State the number of lines in the following material that contain the string "StateId", and nothing else.
━━━ Given records
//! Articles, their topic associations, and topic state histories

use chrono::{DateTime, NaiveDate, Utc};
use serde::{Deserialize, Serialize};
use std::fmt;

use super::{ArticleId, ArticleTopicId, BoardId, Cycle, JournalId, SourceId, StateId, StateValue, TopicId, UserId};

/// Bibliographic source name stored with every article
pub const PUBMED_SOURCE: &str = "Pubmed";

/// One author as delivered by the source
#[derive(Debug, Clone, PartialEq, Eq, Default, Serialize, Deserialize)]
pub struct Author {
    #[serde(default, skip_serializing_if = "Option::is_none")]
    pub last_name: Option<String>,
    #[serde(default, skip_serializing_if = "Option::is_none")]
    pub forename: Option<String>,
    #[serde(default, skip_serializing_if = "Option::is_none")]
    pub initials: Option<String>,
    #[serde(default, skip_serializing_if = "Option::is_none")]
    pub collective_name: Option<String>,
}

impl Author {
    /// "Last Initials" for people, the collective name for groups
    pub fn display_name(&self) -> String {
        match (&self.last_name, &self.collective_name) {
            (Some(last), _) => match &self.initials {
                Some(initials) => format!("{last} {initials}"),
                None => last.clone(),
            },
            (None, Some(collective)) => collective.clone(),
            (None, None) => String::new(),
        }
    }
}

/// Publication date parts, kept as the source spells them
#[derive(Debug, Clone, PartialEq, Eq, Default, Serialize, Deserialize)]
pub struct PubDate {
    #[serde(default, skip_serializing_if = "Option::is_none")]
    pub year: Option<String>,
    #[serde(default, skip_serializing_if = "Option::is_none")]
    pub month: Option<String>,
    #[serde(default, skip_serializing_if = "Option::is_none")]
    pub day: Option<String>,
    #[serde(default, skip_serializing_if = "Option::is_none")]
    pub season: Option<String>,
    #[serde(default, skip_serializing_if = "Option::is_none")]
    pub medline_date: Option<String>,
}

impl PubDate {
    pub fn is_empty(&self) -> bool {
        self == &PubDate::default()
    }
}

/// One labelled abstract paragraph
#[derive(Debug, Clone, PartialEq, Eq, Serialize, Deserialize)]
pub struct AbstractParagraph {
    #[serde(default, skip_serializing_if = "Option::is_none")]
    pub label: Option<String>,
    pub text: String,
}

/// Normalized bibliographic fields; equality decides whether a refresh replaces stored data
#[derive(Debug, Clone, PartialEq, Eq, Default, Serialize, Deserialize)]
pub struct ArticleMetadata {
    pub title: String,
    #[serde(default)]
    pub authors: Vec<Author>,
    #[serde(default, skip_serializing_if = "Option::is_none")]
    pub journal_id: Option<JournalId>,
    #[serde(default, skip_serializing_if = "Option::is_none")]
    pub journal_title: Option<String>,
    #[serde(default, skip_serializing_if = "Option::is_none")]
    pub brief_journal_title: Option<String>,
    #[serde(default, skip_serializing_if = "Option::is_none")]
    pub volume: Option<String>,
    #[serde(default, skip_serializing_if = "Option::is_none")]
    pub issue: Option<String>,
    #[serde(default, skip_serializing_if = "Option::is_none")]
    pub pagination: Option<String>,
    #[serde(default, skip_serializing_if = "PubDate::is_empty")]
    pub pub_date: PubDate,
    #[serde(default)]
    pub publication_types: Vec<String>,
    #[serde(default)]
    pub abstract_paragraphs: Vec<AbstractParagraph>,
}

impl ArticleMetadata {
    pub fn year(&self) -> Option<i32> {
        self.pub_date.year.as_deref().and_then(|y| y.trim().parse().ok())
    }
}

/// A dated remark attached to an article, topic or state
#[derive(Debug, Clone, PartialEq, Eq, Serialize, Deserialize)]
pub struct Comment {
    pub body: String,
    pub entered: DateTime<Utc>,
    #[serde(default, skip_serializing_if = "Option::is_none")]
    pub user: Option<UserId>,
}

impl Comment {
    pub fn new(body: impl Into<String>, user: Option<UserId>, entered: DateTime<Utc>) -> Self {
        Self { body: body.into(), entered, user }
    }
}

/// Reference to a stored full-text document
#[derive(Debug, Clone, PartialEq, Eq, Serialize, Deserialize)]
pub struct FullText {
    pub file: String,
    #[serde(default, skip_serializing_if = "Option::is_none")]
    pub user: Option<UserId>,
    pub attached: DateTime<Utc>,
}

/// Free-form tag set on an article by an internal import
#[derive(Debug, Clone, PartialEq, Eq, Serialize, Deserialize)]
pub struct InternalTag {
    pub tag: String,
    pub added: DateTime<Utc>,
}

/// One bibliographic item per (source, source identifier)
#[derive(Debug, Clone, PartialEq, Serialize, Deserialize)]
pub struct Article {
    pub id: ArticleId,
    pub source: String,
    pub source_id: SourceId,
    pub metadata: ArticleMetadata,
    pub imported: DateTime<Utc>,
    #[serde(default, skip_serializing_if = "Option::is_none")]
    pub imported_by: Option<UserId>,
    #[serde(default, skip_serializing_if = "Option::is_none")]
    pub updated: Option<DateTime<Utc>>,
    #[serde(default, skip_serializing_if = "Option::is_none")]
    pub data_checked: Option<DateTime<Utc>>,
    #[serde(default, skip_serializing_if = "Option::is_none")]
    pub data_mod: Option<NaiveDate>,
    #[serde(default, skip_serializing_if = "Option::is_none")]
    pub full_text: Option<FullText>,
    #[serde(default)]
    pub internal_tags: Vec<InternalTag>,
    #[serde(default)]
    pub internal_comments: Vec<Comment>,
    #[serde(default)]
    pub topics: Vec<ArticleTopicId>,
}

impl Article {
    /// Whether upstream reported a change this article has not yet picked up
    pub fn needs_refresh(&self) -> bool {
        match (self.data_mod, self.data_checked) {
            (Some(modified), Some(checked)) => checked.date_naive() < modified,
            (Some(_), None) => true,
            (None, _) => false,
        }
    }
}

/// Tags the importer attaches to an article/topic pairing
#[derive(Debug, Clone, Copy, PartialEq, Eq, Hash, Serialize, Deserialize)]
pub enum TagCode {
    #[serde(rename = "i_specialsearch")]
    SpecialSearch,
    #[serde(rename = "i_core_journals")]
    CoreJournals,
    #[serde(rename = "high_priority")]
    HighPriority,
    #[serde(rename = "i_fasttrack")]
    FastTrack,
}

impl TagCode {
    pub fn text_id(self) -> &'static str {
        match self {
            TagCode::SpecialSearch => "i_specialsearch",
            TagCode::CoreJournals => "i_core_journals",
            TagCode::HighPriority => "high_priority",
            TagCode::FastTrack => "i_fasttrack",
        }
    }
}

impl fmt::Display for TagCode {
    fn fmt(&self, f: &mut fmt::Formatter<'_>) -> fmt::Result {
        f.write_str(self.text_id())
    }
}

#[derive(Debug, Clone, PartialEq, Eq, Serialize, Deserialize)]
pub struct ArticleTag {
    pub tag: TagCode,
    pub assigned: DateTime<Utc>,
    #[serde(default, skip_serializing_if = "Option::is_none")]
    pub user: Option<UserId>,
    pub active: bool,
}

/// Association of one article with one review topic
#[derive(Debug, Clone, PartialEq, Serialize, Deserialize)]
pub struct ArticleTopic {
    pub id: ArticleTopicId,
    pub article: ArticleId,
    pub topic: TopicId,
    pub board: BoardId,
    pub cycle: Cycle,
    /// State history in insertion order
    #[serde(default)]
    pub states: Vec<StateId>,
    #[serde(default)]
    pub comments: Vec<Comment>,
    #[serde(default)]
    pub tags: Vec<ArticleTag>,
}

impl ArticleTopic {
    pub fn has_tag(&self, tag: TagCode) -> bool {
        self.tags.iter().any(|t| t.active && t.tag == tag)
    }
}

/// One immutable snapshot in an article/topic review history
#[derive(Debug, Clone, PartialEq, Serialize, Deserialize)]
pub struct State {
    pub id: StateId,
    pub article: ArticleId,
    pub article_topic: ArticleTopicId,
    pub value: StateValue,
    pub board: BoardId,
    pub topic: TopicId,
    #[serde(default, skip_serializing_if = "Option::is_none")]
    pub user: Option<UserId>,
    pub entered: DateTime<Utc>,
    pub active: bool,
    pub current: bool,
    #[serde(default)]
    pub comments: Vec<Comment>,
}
━━━━━━
━━━ Given records
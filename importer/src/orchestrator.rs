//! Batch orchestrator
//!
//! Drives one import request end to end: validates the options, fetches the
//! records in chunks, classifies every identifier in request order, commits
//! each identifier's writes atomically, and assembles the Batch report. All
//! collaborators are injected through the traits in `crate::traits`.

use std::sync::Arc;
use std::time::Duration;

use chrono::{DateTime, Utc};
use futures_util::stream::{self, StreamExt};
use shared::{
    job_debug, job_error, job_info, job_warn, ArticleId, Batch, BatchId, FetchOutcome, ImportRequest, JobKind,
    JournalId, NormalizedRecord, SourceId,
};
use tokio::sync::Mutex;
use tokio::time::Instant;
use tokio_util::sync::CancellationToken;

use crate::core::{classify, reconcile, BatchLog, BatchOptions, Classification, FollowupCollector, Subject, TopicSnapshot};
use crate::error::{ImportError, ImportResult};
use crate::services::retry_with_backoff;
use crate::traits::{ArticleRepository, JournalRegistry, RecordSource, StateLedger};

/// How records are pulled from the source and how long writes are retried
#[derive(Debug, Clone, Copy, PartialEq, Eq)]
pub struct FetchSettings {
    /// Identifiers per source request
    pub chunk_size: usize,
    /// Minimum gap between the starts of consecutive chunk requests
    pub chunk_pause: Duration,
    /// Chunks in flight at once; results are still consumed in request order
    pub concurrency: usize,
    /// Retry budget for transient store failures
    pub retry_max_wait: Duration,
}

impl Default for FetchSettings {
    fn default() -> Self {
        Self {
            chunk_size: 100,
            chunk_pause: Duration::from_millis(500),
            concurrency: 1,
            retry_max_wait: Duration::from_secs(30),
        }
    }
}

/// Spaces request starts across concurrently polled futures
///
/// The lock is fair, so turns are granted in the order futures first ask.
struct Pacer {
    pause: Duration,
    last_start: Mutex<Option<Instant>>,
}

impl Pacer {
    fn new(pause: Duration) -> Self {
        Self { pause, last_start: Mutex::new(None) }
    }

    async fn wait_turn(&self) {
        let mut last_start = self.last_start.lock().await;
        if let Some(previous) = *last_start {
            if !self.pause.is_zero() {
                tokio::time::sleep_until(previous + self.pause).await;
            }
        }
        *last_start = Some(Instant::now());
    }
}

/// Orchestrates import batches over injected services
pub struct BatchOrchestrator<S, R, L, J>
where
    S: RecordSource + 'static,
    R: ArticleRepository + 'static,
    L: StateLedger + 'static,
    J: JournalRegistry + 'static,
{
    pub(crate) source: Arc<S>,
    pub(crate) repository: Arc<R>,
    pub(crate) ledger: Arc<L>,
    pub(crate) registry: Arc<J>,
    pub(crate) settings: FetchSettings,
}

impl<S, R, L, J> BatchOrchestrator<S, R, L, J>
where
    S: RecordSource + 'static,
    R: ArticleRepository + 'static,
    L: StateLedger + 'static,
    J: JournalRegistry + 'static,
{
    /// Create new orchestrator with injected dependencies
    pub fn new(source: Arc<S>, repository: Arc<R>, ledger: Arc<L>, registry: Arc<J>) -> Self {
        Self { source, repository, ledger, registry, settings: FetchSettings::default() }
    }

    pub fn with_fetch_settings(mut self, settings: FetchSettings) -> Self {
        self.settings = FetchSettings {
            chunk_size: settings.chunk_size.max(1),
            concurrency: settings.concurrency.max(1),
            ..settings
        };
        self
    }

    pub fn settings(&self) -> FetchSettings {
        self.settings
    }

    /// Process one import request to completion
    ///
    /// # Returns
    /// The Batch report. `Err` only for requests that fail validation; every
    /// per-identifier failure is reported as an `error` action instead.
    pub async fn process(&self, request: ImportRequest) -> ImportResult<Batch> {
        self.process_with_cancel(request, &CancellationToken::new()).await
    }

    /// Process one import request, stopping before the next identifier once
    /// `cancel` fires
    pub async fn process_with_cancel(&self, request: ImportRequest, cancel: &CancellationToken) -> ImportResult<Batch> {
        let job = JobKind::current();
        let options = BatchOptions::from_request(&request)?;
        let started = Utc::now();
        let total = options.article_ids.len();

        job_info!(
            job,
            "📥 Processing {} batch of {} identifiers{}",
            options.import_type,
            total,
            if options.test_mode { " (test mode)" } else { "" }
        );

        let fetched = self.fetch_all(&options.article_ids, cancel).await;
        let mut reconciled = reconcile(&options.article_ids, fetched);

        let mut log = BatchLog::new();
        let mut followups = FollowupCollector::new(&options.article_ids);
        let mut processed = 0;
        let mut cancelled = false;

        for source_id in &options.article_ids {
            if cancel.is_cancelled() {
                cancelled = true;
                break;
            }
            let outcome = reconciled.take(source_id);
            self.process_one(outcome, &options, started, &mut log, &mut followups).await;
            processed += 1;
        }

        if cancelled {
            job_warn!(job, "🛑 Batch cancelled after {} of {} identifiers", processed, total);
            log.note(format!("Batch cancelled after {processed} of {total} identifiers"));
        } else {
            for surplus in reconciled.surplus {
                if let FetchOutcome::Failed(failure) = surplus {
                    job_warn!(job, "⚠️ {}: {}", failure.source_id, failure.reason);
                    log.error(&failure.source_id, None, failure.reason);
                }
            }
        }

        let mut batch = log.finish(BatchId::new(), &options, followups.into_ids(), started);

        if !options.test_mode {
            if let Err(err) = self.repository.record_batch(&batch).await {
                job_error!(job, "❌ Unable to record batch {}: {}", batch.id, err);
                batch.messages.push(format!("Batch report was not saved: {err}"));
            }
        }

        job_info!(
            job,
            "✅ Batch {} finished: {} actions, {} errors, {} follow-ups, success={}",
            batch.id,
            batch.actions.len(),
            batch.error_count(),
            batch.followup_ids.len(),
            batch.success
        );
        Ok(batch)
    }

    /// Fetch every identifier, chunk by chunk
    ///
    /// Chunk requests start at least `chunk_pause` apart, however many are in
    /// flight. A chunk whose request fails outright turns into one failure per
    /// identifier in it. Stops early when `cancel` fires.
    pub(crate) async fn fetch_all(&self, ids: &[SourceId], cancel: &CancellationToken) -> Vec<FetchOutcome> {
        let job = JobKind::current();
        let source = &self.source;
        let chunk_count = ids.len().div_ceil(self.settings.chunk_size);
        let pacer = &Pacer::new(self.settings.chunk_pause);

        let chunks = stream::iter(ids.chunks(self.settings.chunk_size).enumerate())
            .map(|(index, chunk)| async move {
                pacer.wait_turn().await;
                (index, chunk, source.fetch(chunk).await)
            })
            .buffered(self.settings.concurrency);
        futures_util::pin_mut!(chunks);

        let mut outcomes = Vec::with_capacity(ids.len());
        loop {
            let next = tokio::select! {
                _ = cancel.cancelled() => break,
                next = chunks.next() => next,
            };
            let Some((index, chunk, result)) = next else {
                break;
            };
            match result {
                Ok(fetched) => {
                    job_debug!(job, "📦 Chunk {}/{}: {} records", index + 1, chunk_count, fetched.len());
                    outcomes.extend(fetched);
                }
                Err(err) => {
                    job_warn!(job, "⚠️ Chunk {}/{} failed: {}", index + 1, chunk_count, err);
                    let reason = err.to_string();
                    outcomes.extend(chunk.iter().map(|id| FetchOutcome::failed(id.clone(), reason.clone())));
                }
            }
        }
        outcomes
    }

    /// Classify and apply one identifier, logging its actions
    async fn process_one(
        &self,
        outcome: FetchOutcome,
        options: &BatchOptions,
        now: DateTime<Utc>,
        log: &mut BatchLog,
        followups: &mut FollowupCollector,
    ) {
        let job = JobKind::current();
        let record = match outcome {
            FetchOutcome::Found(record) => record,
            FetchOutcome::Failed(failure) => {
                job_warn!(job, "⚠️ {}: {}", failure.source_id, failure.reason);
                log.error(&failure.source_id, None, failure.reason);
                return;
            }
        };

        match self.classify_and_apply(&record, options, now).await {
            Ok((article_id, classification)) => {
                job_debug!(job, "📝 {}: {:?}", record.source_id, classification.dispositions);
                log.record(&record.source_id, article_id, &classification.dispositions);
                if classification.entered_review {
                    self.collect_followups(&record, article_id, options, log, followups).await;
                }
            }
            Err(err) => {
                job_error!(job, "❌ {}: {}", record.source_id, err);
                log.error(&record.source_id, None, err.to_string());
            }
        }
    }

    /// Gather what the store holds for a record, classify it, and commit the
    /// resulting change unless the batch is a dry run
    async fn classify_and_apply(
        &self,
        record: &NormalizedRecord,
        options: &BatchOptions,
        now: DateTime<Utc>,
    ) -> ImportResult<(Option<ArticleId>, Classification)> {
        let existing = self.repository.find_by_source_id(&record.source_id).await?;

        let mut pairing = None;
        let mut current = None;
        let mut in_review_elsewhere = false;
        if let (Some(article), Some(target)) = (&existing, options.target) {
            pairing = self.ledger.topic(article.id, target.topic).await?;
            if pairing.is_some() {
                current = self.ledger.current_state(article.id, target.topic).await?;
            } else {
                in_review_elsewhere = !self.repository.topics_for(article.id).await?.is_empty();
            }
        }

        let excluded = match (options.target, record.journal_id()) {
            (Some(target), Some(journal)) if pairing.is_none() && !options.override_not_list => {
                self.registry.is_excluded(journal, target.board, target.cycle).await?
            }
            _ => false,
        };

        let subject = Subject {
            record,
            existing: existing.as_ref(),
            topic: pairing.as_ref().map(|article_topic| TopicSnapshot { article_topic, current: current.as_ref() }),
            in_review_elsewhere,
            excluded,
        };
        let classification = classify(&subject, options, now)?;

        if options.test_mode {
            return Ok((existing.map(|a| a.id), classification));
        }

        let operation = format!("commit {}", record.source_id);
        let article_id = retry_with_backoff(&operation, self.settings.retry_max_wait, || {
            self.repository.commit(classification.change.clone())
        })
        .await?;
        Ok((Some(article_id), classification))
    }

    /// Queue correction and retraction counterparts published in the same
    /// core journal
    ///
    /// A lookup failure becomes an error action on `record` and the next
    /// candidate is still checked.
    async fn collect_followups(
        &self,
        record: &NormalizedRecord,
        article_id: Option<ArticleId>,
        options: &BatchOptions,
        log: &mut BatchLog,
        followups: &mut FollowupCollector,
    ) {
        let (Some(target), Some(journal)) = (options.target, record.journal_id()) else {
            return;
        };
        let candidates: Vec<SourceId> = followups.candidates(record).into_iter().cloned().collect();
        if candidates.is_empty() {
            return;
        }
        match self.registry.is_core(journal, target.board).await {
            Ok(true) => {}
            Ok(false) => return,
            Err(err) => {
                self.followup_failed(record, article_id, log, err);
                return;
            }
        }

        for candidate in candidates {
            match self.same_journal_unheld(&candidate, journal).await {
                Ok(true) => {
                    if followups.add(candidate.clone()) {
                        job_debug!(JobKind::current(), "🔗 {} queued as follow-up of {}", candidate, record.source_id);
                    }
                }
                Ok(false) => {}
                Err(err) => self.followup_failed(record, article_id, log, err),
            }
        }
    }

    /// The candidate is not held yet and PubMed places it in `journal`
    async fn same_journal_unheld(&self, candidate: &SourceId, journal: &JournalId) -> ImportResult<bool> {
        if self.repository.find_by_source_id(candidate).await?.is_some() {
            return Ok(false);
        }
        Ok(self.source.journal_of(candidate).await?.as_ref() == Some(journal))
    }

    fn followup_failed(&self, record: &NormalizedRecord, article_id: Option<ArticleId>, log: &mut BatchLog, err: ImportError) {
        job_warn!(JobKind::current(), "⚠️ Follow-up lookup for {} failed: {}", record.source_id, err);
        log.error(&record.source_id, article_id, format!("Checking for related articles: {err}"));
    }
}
━━━━━━
* _Solution for this problem_: 3